[Stored items]
____________
#[cfg(test)]
mod tests {
    use super::*;
    use crate::settings_store::MemorySettingsStore;
    use std::sync::Barrier;
    use std::thread;

    fn registry() -> (ConnectionRegistry, Arc<MemorySettingsStore>) {
        let settings = Arc::new(MemorySettingsStore::new());
        (ConnectionRegistry::new(settings.clone()), settings)
    }

    fn frame(text: &str) -> OutboundFrame {
        OutboundFrame {
            text: text.to_string(),
        }
    }

    #[tokio::test]
    async fn test_add_and_send() {
        let (registry, _) = registry();
        let (id, mut rx) = registry.add(Transport::Plain);

        assert_eq!(registry.class_of(id), Some(ConnectionClass::Other));
        assert_eq!(registry.transport_of(id), Some(Transport::Plain));
        assert!(registry.send_to(id, frame("hello")));
        assert_eq!(rx.recv().await.unwrap().text, "hello");
    }

    #[tokio::test]
    async fn test_send_to_removed_connection() {
        let (registry, _) = registry();
        let (id, _rx) = registry.add(Transport::Plain);
        registry.remove(id);

        assert!(!registry.send_to(id, frame("hello")));
        assert_eq!(registry.class_of(id), None);
    }

    #[test]
    fn test_ids_are_unique() {
        let (registry, _) = registry();
        let (a, _ra) = registry.add(Transport::Plain);
        let (b, _rb) = registry.add(Transport::Secure);
        assert_ne!(a, b);
    }

    #[test]
    fn test_promote_is_idempotent() {
        let (registry, _) = registry();
        let (id, _rx) = registry.add(Transport::Secure);

        assert!(registry.promote(id));
        assert!(!registry.promote(id));
        assert_eq!(registry.class_of(id), Some(ConnectionClass::Primary));
        assert_eq!(registry.primary_count(), 1);
    }

    #[test]
    fn test_promote_unknown_connection() {
        let (registry, _) = registry();
        let (id, _rx) = registry.add(Transport::Plain);
        registry.remove(id);
        assert!(!registry.promote(id));
        assert!(!registry.has_primary());
    }

    #[test]
    fn test_remove_is_noop_when_absent() {
        let (registry, _) = registry();
        let (id, _rx) = registry.add(Transport::Plain);
        assert!(registry.remove(id));
        assert!(!registry.remove(id));
        assert_eq!(registry.count(), 0);
    }

    #[test]
    fn test_counts_stay_consistent() {
        let (registry, settings) = registry();
        let mut ids = Vec::new();
        let mut receivers = Vec::new();
        for i in 0..6 {
            let (id, rx) = registry.add(Transport::Plain);
            if i % 2 == 0 {
                registry.promote(id);
            }
            ids.push(id);
            receivers.push(rx);
        }
        registry.remove(ids[0]);
        registry.remove(ids[1]);
        registry.remove(ids[1]);

        assert_eq!(registry.count(), 4);
        assert_eq!(registry.primary_count(), 2);
        assert!(registry.primary_count() <= registry.count());
        assert_eq!(
            settings.connection_counts(),
            ConnectionCounts {
                client_count: 4,
                main_app_count: 2
            }
        );
    }

    #[tokio::test]
    async fn test_send_to_primaries_skips_others() {
        let (registry, _) = registry();
        let (primary, mut primary_rx) = registry.add(Transport::Secure);
        let (_other, mut other_rx) = registry.add(Transport::Plain);
        registry.promote(primary);

        assert_eq!(registry.send_to_primaries(&frame("cmd")), 1);
        assert_eq!(primary_rx.recv().await.unwrap().text, "cmd");
        assert!(other_rx.try_recv().is_err());
    }

    #[test]
    fn test_send_to_full_queue_fails() {
        let (registry, _) = registry();
        let (id, _rx) = registry.add(Transport::Plain);
        for _ in 0..OUTBOUND_CHANNEL_CAPACITY {
            assert!(registry.send_to(id, frame("x")));
        }
        assert!(!registry.send_to(id, frame("overflow")));
    }

    #[test]
    fn test_observers_follow_primary_availability() {
        let (registry, _) = registry();
        let seen = Arc::new(Mutex::new(Vec::new()));
        let sink = seen.clone();
        registry.observe("widget-1", move |online| sink.lock().unwrap().push(online));

        let (id, _rx) = registry.add(Transport::Plain);
        registry.promote(id);
        registry.remove(id);

        // initial replay, add, promote, remove
        assert_eq!(*seen.lock().unwrap(), vec![false, false, true, false]);
    }

    #[test]
    fn test_observer_replaced_and_removed() {
        let (registry, _) = registry();
        let first = Arc::new(Mutex::new(0));
        let second = Arc::new(Mutex::new(0));

        let counter = first.clone();
        registry.observe("widget-1", move |_| *counter.lock().unwrap() += 1);
        let counter = second.clone();
        registry.observe("widget-1", move |_| *counter.lock().unwrap() += 1);

        let (_id, _rx) = registry.add(Transport::Plain);
        assert_eq!(*first.lock().unwrap(), 1);
        assert_eq!(*second.lock().unwrap(), 2);

        registry.unobserve("widget-1");
        let (_id2, _rx2) = registry.add(Transport::Plain);
        assert_eq!(*second.lock().unwrap(), 2);
    }

    #[test]
    fn test_observer_may_query_registry() {
        let settings = Arc::new(MemorySettingsStore::new());
        let registry = Arc::new(ConnectionRegistry::new(settings));
        let counts = Arc::new(Mutex::new(Vec::new()));

        let inner = registry.clone();
        let sink = counts.clone();
        registry.observe("status", move |_| sink.lock().unwrap().push(inner.count()));
        let (_id, _rx) = registry.add(Transport::Plain);

        assert_eq!(*counts.lock().unwrap(), vec![0, 1]);
    }
    #[test]
    fn test_concurrent_mutations_publish_latest_counts() {
        let (registry, settings) = registry();
        let threads = 8;
        let barrier = Barrier::new(threads);

        thread::scope(|s| {
            for t in 0..threads {
                let registry = &registry;
                let barrier = &barrier;
                s.spawn(move || {
                    barrier.wait();
                    for i in 0..50 {
                        let (id, _rx) = registry.add(Transport::Plain);
                        if (t + i) % 3 == 0 {
                            registry.promote(id);
                        }
                        if i % 2 == 0 {
                            registry.remove(id);
                        }
                    }
                });
            }
        });

        assert_eq!(settings.connection_counts(), registry.counts());
        assert_eq!(registry.count(), threads * 25);
    }

    #[test]
    fn test_concurrent_observer_ends_on_current_availability() {
        let (registry, _) = registry();
        let seen = Arc::new(Mutex::new(Vec::new()));
        let barrier = Barrier::new(2);

        thread::scope(|s| {
            s.spawn(|| {
                barrier.wait();
                for _ in 0..100 {
                    let (id, _rx) = registry.add(Transport::Plain);
                    registry.promote(id);
                    registry.remove(id);
                }
                let (id, _rx) = registry.add(Transport::Plain);
                registry.promote(id);
            });
            s.spawn(|| {
                barrier.wait();
                let sink = seen.clone();
                registry.observe("late", move |online| sink.lock().unwrap().push(online));
            });
        });

        assert!(registry.has_primary());
        assert_eq!(seen.lock().unwrap().last(), Some(&true));
    }

    #[test]
    fn test_panicking_observer_is_isolated() {
        let (registry, settings) = registry();
        registry.observe("broken", |online| {
            if online {
                panic!("widget bug");
            }
        });
        let seen = Arc::new(Mutex::new(Vec::new()));
        let sink = seen.clone();
        registry.observe("status", move |online| sink.lock().unwrap().push(online));

        let (id, _rx) = registry.add(Transport::Plain);
        assert!(registry.promote(id));
        registry.remove(id);

        assert_eq!(*seen.lock().unwrap(), vec![false, false, true, false]);
        assert_eq!(registry.count(), 0);
        assert_eq!(settings.connection_counts(), ConnectionCounts::default());
    }
}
____________
_Your objective:_ Word for word, restate the data above from its first line down to and including the line with "let (id, mut".

_Answer for this exercise:_
#[cfg(test)]
mod tests {
    use super::*;
    use crate::settings_store::MemorySettingsStore;
    use std::sync::Barrier;
    use std::thread;

    fn registry() -> (ConnectionRegistry, Arc<MemorySettingsStore>) {
        let settings = Arc::new(MemorySettingsStore::new());
        (ConnectionRegistry::new(settings.clone()), settings)
    }

    fn frame(text: &str) -> OutboundFrame {
        OutboundFrame {
            text: text.to_string(),
        }
    }

    #[tokio::test]
    async fn test_add_and_send() {
        let (registry, _) = registry();
        let (id, mut rx) = registry.add(Transport::Plain);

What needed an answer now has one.